Sul futuro alla guida del Pescara, Sebastiani ha dichiarato: "Non ho cambiato idea. In paradiso a dispetto dei santi non ci si sta e se il mio ciclo a Pescara è finito io sono a disposizione per lasciare la società. Di sicuro non lascio la società perché mi tirano una bomba: la lascio perché arriva un altro oppure qualcuno che già c'è ha voglia di acquistare le quote del presidente. Io sono a disposizione. Ma bisogna parlare con me e non con la stampa o con i tifosi". "Bisogna parlare con il sottoscritto. Se io ho voglia di comprare qualcosa, vado in un posto, pago e compro. Se non ho voglia non ci vado - ha detto Sebastiani a Sportiva - e non mi metto a dire in giro che il cappotto che devo comprare è brutto. Se mi piace me lo compro, altrimenti non lo compro. Il Pescara è a disposizione di chi può fare quello che ha fatto Sebastiani o magari anche meglio. Il gruppo che rappresento è di Pescara e la cosa a cui tiene di più sono le sorti del Pescara per il futuro. Ci saranno persone più brave, più competenti e più facoltose di noi, me lo auguro. Ecco perché sono dispiaciuto per l'accaduto. Chi guarda di fuori non è messo nella condizione di poter venire ad investire Pescara. Se uno deve pensare di andare a calcio in un posto dove se perdi dieci partite ti tirano le bombe in casa, non credo sia una cosa bella". "A 48 ore dall'accaduto sono molto tranquillo e ribadisco la massima disponibilità come socio di maggioranza ad andare via anche domani, ma chi vuole acquistare deve parlare con noi. Se questo non dovesse succedere - ha ribadito - non saremmo noi a lasciare allo sbaraglio il Pescara. Mai successo in questi ultimi cinque anni e non succederà adesso, specie pensando agli avventurieri che spesso si sono avvicinati al calcio".

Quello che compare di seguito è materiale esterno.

//! Pure helpers for reading an interactive terminal: escape-sequence
//! stripping, UTF-8 reassembly across reads, and prompt detection over a
//! rolling window of recent output.

use mission_utils_string::take_bytes_at_char_boundary;
use mission_utils_string::take_last_bytes_at_char_boundary;

use crate::config::TerminalPatterns;

const DETECTION_TRIM_AT: usize = 2_500;
const DETECTION_KEEP: usize = 2_000;
const QUESTION_PREVIEW_BYTES: usize = 200;
/// An unterminated escape longer than this is flushed rather than held.
const MAX_HELD_ESCAPE_BYTES: usize = 4 * 1024;

const ESC: char = '\u{1b}';
const BEL: char = '\u{07}';

/// Remove terminal control sequences and control characters.
///
/// Printable text (prompt markers such as `>` or `❯` included) survives;
/// cursor-forward moves become a single space so words stay apart; carriage
/// returns are dropped and line feeds and tabs kept.
pub fn strip_ansi(input: &str) -> String {
    let mut out = String::with_capacity(input.len());
    let mut chars = input.chars().peekable();
    while let Some(c) = chars.next() {
        match c {
            ESC => match chars.next() {
                Some('[') => {
                    let mut final_byte = None;
                    for next in chars.by_ref() {
                        if ('\u{40}'..='\u{7e}').contains(&next) {
                            final_byte = Some(next);
                            break;
                        }
                    }
                    if final_byte == Some('C') {
                        out.push(' ');
                    }
                }
                Some(']') | Some('P') | Some('X') | Some('^') | Some('_') => {
                    // String sequences end with BEL or ESC \.
                    while let Some(next) = chars.next() {
                        if next == BEL {
                            break;
                        }
                        if next == ESC && chars.peek() == Some(&'\\') {
                            chars.next();
                            break;
                        }
                    }
                }
                Some('(') | Some(')') | Some('*') | Some('+') => {
                    chars.next();
                }
                _ => {}
            },
            '\n' | '\t' => out.push(c),
            c if c.is_control() => {}
            c => out.push(c),
        }
    }
    out
}

/// Byte offset of a trailing escape sequence that has not seen its
/// terminator yet.
fn unterminated_escape(input: &str) -> Option<usize> {
    let mut chars = input.char_indices().peekable();
    while let Some((start, c)) = chars.next() {
        if c != ESC {
            continue;
        }
        let complete = match chars.next() {
            None => false,
            Some((_, '[')) => chars
                .by_ref()
                .any(|(_, next)| ('\u{40}'..='\u{7e}').contains(&next)),
            Some((_, ']' | 'P' | 'X' | '^' | '_')) => loop {
                match chars.next() {
                    None => break false,
                    Some((_, BEL)) => break true,
                    Some((_, ESC)) => match chars.peek() {
                        None => break false,
                        Some((_, '\\')) => {
                            chars.next();
                            break true;
                        }
                        Some(_) => {}
                    },
                    Some(_) => {}
                }
            },
            Some((_, '(' | ')' | '*' | '+')) => chars.next().is_some(),
            Some(_) => true,
        };
        if !complete {
            return Some(start);
        }
    }
    None
}

/// [`strip_ansi`] over a stream of reads. A sequence cut off at the end of
/// one read is held until its terminator arrives.
#[derive(Debug, Default)]
pub struct AnsiStripper {
    pending: String,
}

impl AnsiStripper {
    pub fn push(&mut self, chunk: &str) -> String {
        self.pending.push_str(chunk);
        let text = std::mem::take(&mut self.pending);
        match unterminated_escape(&text) {
            Some(start) if text.len() - start <= MAX_HELD_ESCAPE_BYTES => {
                self.pending = text[start..].to_string();
                strip_ansi(&text[..start])
            }
            _ => strip_ansi(&text),
        }
    }

    pub fn finish(&mut self) -> String {
        strip_ansi(&std::mem::take(&mut self.pending))
    }
}

/// Decode `bytes` appended to any incomplete sequence left by the previous
/// read. An incomplete trailing sequence is kept for the next call.
pub fn decode_utf8_chunk(pending: &mut Vec<u8>, bytes: &[u8]) -> String {
    pending.extend_from_slice(bytes);
    match std::str::from_utf8(pending) {
        Ok(text) => {
            let text = text.to_string();
            pending.clear();
            text
        }
        Err(err) if err.error_len().is_none() => {
            let valid = err.valid_up_to();
            let text = String::from_utf8_lossy(&pending[..valid]).into_owned();
            pending.drain(..valid);
            text
        }
        Err(_) => {
            let text = String::from_utf8_lossy(pending).into_owned();
            pending.clear();
            text
        }
    }
}

/// Rolling window of recent, already stripped output.
#[derive(Debug, Default)]
pub struct DetectionBuffer {
    text: String,
}

impl DetectionBuffer {
    pub fn push(&mut self, text: &str) {
        self.text.push_str(text);
        if self.text.len() > DETECTION_TRIM_AT {
            self.text = take_last_bytes_at_char_boundary(&self.text, DETECTION_KEEP).to_string();
        }
    }

    pub fn clear(&mut self) {
        self.text.clear();
    }

    pub fn as_str(&self) -> &str {
        &self.text
    }

    /// Last non-empty line, used to label auto-approvals.
    pub fn last_line(&self) -> &str {
        let line = self
            .text
            .lines()
            .rev()
            .map(str::trim)
            .find(|line| !line.is_empty())
            .unwrap_or_default();
        take_bytes_at_char_boundary(line, QUESTION_PREVIEW_BYTES)
    }
}

/// Configurable triggers for task injection and auto-approval.
#[derive(Debug, Clone)]
pub struct PromptDetector {
    patterns: TerminalPatterns,
}

impl PromptDetector {
    pub fn new(patterns: TerminalPatterns) -> Self {
        Self { patterns }
    }

    pub fn is_ready(&self, recent: &str) -> bool {
        self.patterns.ready.is_match(recent)
    }

    pub fn is_confirmation(&self, recent: &str) -> bool {
        self.patterns.confirmation.is_match(recent)
    }
}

Sulla prosecuzione di un campionato dalla classifica che sembra ormai irrimediabilmente compromessa, Sebastiani ha detto a Radio Sportiva: "Abbiamo l'obbligo e il dovere per rispetto verso il nostro lavoro, verso la nostra società, verso i tifosi di credere alla salvezza fino all'ultimo e di dare il massimo all'ultimo. Poi il campo dirà se saremo stati bravi o meno bravi, se avremo recuperato soprattutto in dignità nel finale di campionato, perché purtroppo le neopromosse partono con handicap notevole rispetto agli altri sui diritti televisivi e questo gap difficilmente si colma. Non è un caso che negli ultimi anni le retrocesse siano le squadre che l'anno prima erano state promosse in Serie A".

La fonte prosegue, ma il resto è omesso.